The data:
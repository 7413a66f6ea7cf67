//! Nonce Registry
//!
//! Per-creator strictly monotonic counters for replay protection of
//! signed creation requests. The execution model serializes invocations,
//! so `consume` is a plain compare-and-increment.

use lib_types::{Address, Nonce};
use serde::{Deserialize, Serialize};
use std::collections::HashMap;

use crate::errors::{LaunchpadError, LaunchpadResult};

/// Per-creator next-valid-nonce registry
#[derive(Debug, Clone, Default, PartialEq, Eq, Serialize, Deserialize)]
pub struct NonceRegistry {
    nonces: HashMap<Address, Nonce>,
}

impl NonceRegistry {
    /// Create an empty registry
    pub fn new() -> Self {
        Self::default()
    }

    /// The next valid nonce for a creator (0 if never seen)
    pub fn current(&self, creator: &Address) -> Nonce {
        self.nonces.get(creator).copied().unwrap_or(0)
    }

    /// Consume `expected` for `creator`, incrementing on success.
    ///
    /// Fails with `NonceMismatch` unless `expected` equals the creator's
    /// current nonce; the counter never decreases and never skips.
    pub fn consume(&mut self, creator: &Address, expected: Nonce) -> LaunchpadResult<()> {
        let current = self.current(creator);
        if expected != current {
            return Err(LaunchpadError::NonceMismatch {
                expected: current,
                got: expected,
            });
        }
        self.nonces.insert(*creator, current + 1);
        Ok(())
    }
}
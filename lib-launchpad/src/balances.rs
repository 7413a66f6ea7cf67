//! Balance Book
//!
//! Token holdings of traders, keyed by (token, holder). Owned by the
//! engine; mutated only inside its commit steps.

use lib_types::{Address, Amount, TokenId};
use serde::{Deserialize, Serialize};
use std::collections::HashMap;

use crate::errors::{LaunchpadError, LaunchpadResult};

/// Per-wallet token holdings
#[derive(Debug, Clone, Default, PartialEq, Eq, Serialize, Deserialize)]
pub struct BalanceBook {
    balances: HashMap<(TokenId, Address), Amount>,
}

impl BalanceBook {
    /// Create an empty book
    pub fn new() -> Self {
        Self::default()
    }

    /// Current holdings of `holder` in `token` (0 if none)
    pub fn get(&self, token: &TokenId, holder: &Address) -> Amount {
        self.balances.get(&(*token, *holder)).copied().unwrap_or(0)
    }

    /// Credit tokens to a holder
    pub fn credit(&mut self, token: TokenId, holder: Address, amount: Amount) -> LaunchpadResult<()> {
        let entry = self.balances.entry((token, holder)).or_insert(0);
        *entry = entry
            .checked_add(amount)
            .ok_or(LaunchpadError::ArithmeticOverflow)?;
        Ok(())
    }

    /// Debit tokens from a holder
    pub fn debit(&mut self, token: TokenId, holder: Address, amount: Amount) -> LaunchpadResult<()> {
        let have = self.get(&token, &holder);
        if have < amount {
            return Err(LaunchpadError::InsufficientBalance { have, need: amount });
        }
        self.balances.insert((token, holder), have - amount);
        Ok(())
    }
}
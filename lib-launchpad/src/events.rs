//! Launchpad Events
//!
//! Every committed state change emits an event. The engine keeps an
//! in-order log that indexers drain; failed invocations emit nothing.

use lib_types::{Address, Amount, PoolId, Timestamp, TokenId};
use serde::{Deserialize, Serialize};

/// Launchpad state-change events
#[derive(Debug, Clone, PartialEq, Eq, Serialize, Deserialize)]
pub enum LaunchpadEvent {
    /// New token issued and market opened
    TokenCreated {
        token_id: TokenId,
        creator: Address,
        name: String,
        symbol: String,
        /// Per-wallet cap (unenforced when `cap_enforced` is false)
        wallet_cap: Amount,
        cap_enforced: bool,
        creation_fee: Amount,
        timestamp: Timestamp,
    },

    /// Tokens bought from the curve
    TokensPurchased {
        token_id: TokenId,
        buyer: Address,
        /// Base asset paid, fee included
        base_in: Amount,
        /// Fee skimmed from the input
        fee: Amount,
        tokens_out: Amount,
        timestamp: Timestamp,
    },

    /// Tokens sold back to the curve
    TokensSold {
        token_id: TokenId,
        seller: Address,
        tokens_in: Amount,
        /// Base asset paid out, after the fee
        base_out: Amount,
        /// Fee skimmed from the gross proceeds
        fee: Amount,
        timestamp: Timestamp,
    },

    /// Market graduated: reserves handed off to the external pool
    Graduated {
        token_id: TokenId,
        pool_id: PoolId,
        /// Graduation-reserved tokens transferred to the pool
        token_leg: Amount,
        /// Base-asset reserve transferred to the pool
        base_leg: Amount,
        timestamp: Timestamp,
    },
}
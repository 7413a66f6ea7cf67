//! Cryptographic primitives for the launchpad.
//!
//! Two concerns live here, both pure and host-independent:
//!
//! - [`hashing`]: BLAKE3 single-shot and multi-segment hashing. All
//!   identity derivation (addresses, token ids, pool ids) goes through
//!   these helpers, domain-separated by byte labels.
//! - [`signing`]: Dilithium2 detached signatures via `crystals-dilithium`,
//!   with deterministic seeded keygen so tests and the off-ledger signer
//!   service can reproduce keys exactly.

pub mod hashing;
pub mod signing;

pub use hashing::{hash_blake3, hash_blake3_multiple};
pub use signing::{address_from_public_key, verify_detached, SignerKeypair};
pub use signing::{PUBLIC_KEY_BYTES, SIGNATURE_BYTES};
//! Markets and the Market Registry
//!
//! One `Market` per issued token, owned exclusively by the registry.
//! No external component mutates a Market directly; all mutation flows
//! through the engine's trade and graduation paths.
//!
//! # State Machine
//! ```text
//!   ┌─────────┐   curve allocation exhausted   ┌───────────┐
//!   │ Trading │ ─────────────────────────────▶ │ Graduated │
//!   └─────────┘        (irreversible)          └───────────┘
//! ```

use lib_types::{Address, Amount, PoolId, Timestamp, TokenId};
use serde::{Deserialize, Serialize};
use std::collections::HashMap;

use crate::config::LaunchpadConfig;
use crate::errors::{LaunchpadError, LaunchpadResult};
use crate::request::CreateTokenRequest;

/// Market lifecycle phase; the transition is one-way.
#[derive(Debug, Clone, Copy, PartialEq, Eq, Serialize, Deserialize)]
pub enum MarketPhase {
    /// Bonding-curve pricing active
    Trading,
    /// Reserves handed off to the external pool, curve disabled forever
    Graduated,
}

impl MarketPhase {
    /// Check if the market has graduated
    pub fn is_graduated(&self) -> bool {
        matches!(self, MarketPhase::Graduated)
    }
}

impl std::fmt::Display for MarketPhase {
    fn fmt(&self, f: &mut std::fmt::Formatter<'_>) -> std::fmt::Result {
        match self {
            MarketPhase::Trading => write!(f, "trading"),
            MarketPhase::Graduated => write!(f, "graduated"),
        }
    }
}

/// Per-token market record.
///
/// Invariant: `curve_reserve + graduation_reserve + tokens held by
/// traders == total supply fixed at creation`. The engine's trade paths
/// preserve it by moving tokens only between the curve and the balance
/// book.
#[derive(Debug, Clone, PartialEq, Eq, Serialize, Deserialize)]
pub struct Market {
    /// Issued token identity
    pub token_id: TokenId,
    /// Creator wallet the signer authorized
    pub creator: Address,
    /// Virtual base-asset reserve; adjusted by every trade
    pub virtual_base: Amount,
    /// Tokens still held by the bonding curve
    pub curve_reserve: Amount,
    /// Tokens reserved for the graduation handoff; never partially spent
    pub graduation_reserve: Amount,
    /// Per-wallet balance cap
    pub wallet_cap: Amount,
    /// Whether the cap is enforced (dev-lockup suppresses it)
    pub cap_enforced: bool,
    /// Trading fees accumulated by this market, in base-asset units
    pub fee_balance: Amount,
    /// Lifecycle phase
    pub phase: MarketPhase,
    /// External pool identity, populated at graduation
    pub pool_id: Option<PoolId>,
    /// Creation timestamp
    pub created_at: Timestamp,
}

impl Market {
    /// Open a fresh market seeded from the config and the creation request.
    pub fn open(
        token_id: TokenId,
        config: &LaunchpadConfig,
        request: &CreateTokenRequest,
        now: Timestamp,
    ) -> Self {
        Self {
            token_id,
            creator: request.creator,
            virtual_base: config.initial_virtual_base,
            curve_reserve: config.curve_allocation,
            graduation_reserve: config.graduation_allocation,
            wallet_cap: request.wallet_cap,
            cap_enforced: !request.dev_lockup,
            fee_balance: 0,
            phase: MarketPhase::Trading,
            pool_id: None,
            created_at: now,
        }
    }

    /// Fail with `MarketGraduated` unless curve trading is still active.
    pub fn require_trading(&self) -> LaunchpadResult<()> {
        if self.phase.is_graduated() {
            return Err(LaunchpadError::MarketGraduated(self.token_id));
        }
        Ok(())
    }
}

/// Registry of all markets, keyed by token identity.
#[derive(Debug, Clone, Default, PartialEq, Eq, Serialize, Deserialize)]
pub struct MarketRegistry {
    markets: HashMap<TokenId, Market>,
    total_created: u64,
    total_graduated: u64,
}

impl MarketRegistry {
    /// Create an empty registry
    pub fn new() -> Self {
        Self::default()
    }

    /// Register a new market; each token id is registered at most once.
    pub fn insert(&mut self, market: Market) -> LaunchpadResult<()> {
        if self.markets.contains_key(&market.token_id) {
            return Err(LaunchpadError::DuplicateToken(market.token_id));
        }
        if market.phase.is_graduated() {
            self.total_graduated += 1;
        }
        self.markets.insert(market.token_id, market);
        self.total_created += 1;
        Ok(())
    }

    /// Get a market by token id
    pub fn get(&self, token_id: &TokenId) -> Option<&Market> {
        self.markets.get(token_id)
    }

    /// Get a mutable market by token id
    pub fn get_mut(&mut self, token_id: &TokenId) -> Option<&mut Market> {
        self.markets.get_mut(token_id)
    }

    /// Check if a token id is registered
    pub fn contains(&self, token_id: &TokenId) -> bool {
        self.markets.contains_key(token_id)
    }

    /// Record a graduation for the stats counters
    pub fn note_graduated(&mut self) {
        self.total_graduated += 1;
    }

    /// Registry statistics
    pub fn stats(&self) -> RegistryStats {
        RegistryStats {
            total_created: self.total_created,
            trading: self.total_created - self.total_graduated,
            graduated: self.total_graduated,
        }
    }
}

/// Registry statistics
#[derive(Debug, Clone, Copy, PartialEq, Eq, Serialize, Deserialize)]
pub struct RegistryStats {
    pub total_created: u64,
    pub trading: u64,
    pub graduated: u64,
}
//! Create-Token Requests
//!
//! The request struct mirrors, field for field and in the same order, the
//! structured message the off-ledger signer service signs. Both sides must
//! agree on the canonical encoding byte-for-byte: a mismatch does not
//! crash, it silently verifies against the wrong digest.

use lib_types::{Address, Amount, Nonce, Timestamp};
use serde::{Deserialize, Serialize};

use lib_crypto::hash_blake3;

use crate::errors::{LaunchpadError, LaunchpadResult};

/// Maximum symbol length accepted at creation
pub const MAX_SYMBOL_LEN: usize = 10;

/// A signed request to create a token, constructed off-ledger.
///
/// Consumed exactly once: the nonce it carries must equal the creator's
/// current registry value at verification time.
#[derive(Debug, Clone, PartialEq, Eq, Serialize, Deserialize)]
pub struct CreateTokenRequest {
    /// Human-readable token name
    pub name: String,
    /// Token symbol
    pub symbol: String,
    /// Expiry timestamp; the request is dead after this instant
    pub expiry: Timestamp,
    /// Creator wallet the signer authorized
    pub creator: Address,
    /// Creator's signature nonce at signing time
    pub nonce: Nonce,
    /// Creation fee the creator agreed to pay
    pub creation_fee: Amount,
    /// Optional immediate buy executed atomically with creation (0 = none)
    pub immediate_buy: Amount,
    /// Initial per-wallet balance cap for the new market
    pub wallet_cap: Amount,
    /// Dev-lockup flag; when set, the wallet cap is not enforced
    pub dev_lockup: bool,
}

impl CreateTokenRequest {
    /// Validate request fields that do not require engine state.
    pub fn validate(&self) -> LaunchpadResult<()> {
        if self.name.is_empty() {
            return Err(LaunchpadError::InvalidRequest(
                "name cannot be empty".to_string(),
            ));
        }
        if self.symbol.is_empty() {
            return Err(LaunchpadError::InvalidRequest(
                "symbol cannot be empty".to_string(),
            ));
        }
        if self.symbol.len() > MAX_SYMBOL_LEN {
            return Err(LaunchpadError::InvalidRequest(format!(
                "symbol too long (max {})",
                MAX_SYMBOL_LEN
            )));
        }
        Ok(())
    }

    /// Canonical structured-data digest for this request.
    ///
    /// Encoding: the config's 32-byte type fingerprint, then every field in
    /// declaration order. Strings are u64-LE length-prefixed, integers are
    /// u64 LE, addresses are raw 32 bytes, the flag is one byte. Every
    /// field participates; omitting one would allow a field-substitution
    /// forgery with a signature issued for a different request.
    pub fn digest(&self, type_fingerprint: &[u8; 32]) -> [u8; 32] {
        let mut buf = Vec::with_capacity(128 + self.name.len() + self.symbol.len());
        buf.extend_from_slice(type_fingerprint);
        encode_str(&mut buf, &self.name);
        encode_str(&mut buf, &self.symbol);
        buf.extend_from_slice(&self.expiry.to_le_bytes());
        buf.extend_from_slice(self.creator.as_bytes());
        buf.extend_from_slice(&self.nonce.to_le_bytes());
        buf.extend_from_slice(&self.creation_fee.to_le_bytes());
        buf.extend_from_slice(&self.immediate_buy.to_le_bytes());
        buf.extend_from_slice(&self.wallet_cap.to_le_bytes());
        buf.push(self.dev_lockup as u8);
        hash_blake3(&buf)
    }
}

fn encode_str(buf: &mut Vec<u8>, value: &str) {
    buf.extend_from_slice(&(value.len() as u64).to_le_bytes());
    buf.extend_from_slice(value.as_bytes());
}
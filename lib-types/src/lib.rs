//! Canonical primitive types for the launchpad engine.
//!
//! Rule: no String identifiers in engine state. Ever.
//!
//! Every identity that the engine persists is a fixed-size, copyable,
//! deterministically serializable newtype defined here:
//!
//! - [`Address`]: wallet / program identity (32 bytes, derived from a public key)
//! - [`TokenId`]: issued token identity
//! - [`PoolId`]: derived external-pool identity
//! - [`Amount`], [`Bps`], [`Timestamp`], [`Nonce`]: scalar aliases

pub mod primitives;

pub use primitives::*;
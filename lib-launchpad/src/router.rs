//! External Pool Router
//!
//! The graduation handoff is the engine's only outward call. The router
//! is a trait seam so the engine stays testable without any pool protocol
//! actually existing; pool identity derivation is a pure function of the
//! program identity, the token, and the configured fingerprint — no
//! external lookup.

use lib_types::{Address, Amount, PoolId, TokenId};
use thiserror::Error;

use lib_crypto::hash_blake3_multiple;

/// Domain label for pool derivation. Changing it is a breaking change to
/// every previously derived pool identity.
const POOL_DERIVATION_LABEL: &[u8] = b"launchpad:pool:v1";

/// Error reported by a pool router implementation
#[derive(Error, Debug, Clone, PartialEq, Eq)]
#[error("{0}")]
pub struct RouterError(pub String);

/// Interface to the external constant-product pool protocol.
///
/// `seed_pool` receives both legs of the graduation handoff atomically;
/// an `Err` aborts the entire enclosing invocation, including the buy
/// that triggered graduation.
pub trait PoolRouter {
    fn seed_pool(
        &mut self,
        pool: PoolId,
        token: TokenId,
        token_amount: Amount,
        base_amount: Amount,
    ) -> Result<(), RouterError>;
}

/// Derive the external pool's identity for a graduating token.
///
/// Pure hash over (program identity ‖ token identity ‖ pool-init
/// fingerprint); all segments are fixed-size, so the encoding is
/// unambiguous without length prefixes.
pub fn derive_pool_id(program: &Address, token: &TokenId, init_fingerprint: &[u8; 32]) -> PoolId {
    PoolId::new(hash_blake3_multiple(&[
        POOL_DERIVATION_LABEL,
        program.as_bytes(),
        token.as_bytes(),
        init_fingerprint,
    ]))
}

Task goal:
The expected result is a copy of each line in the records where "keyed" appears.

Exercise output:
//! Token holdings of traders, keyed by (token, holder). Owned by the
/// Registry of all markets, keyed by token identity.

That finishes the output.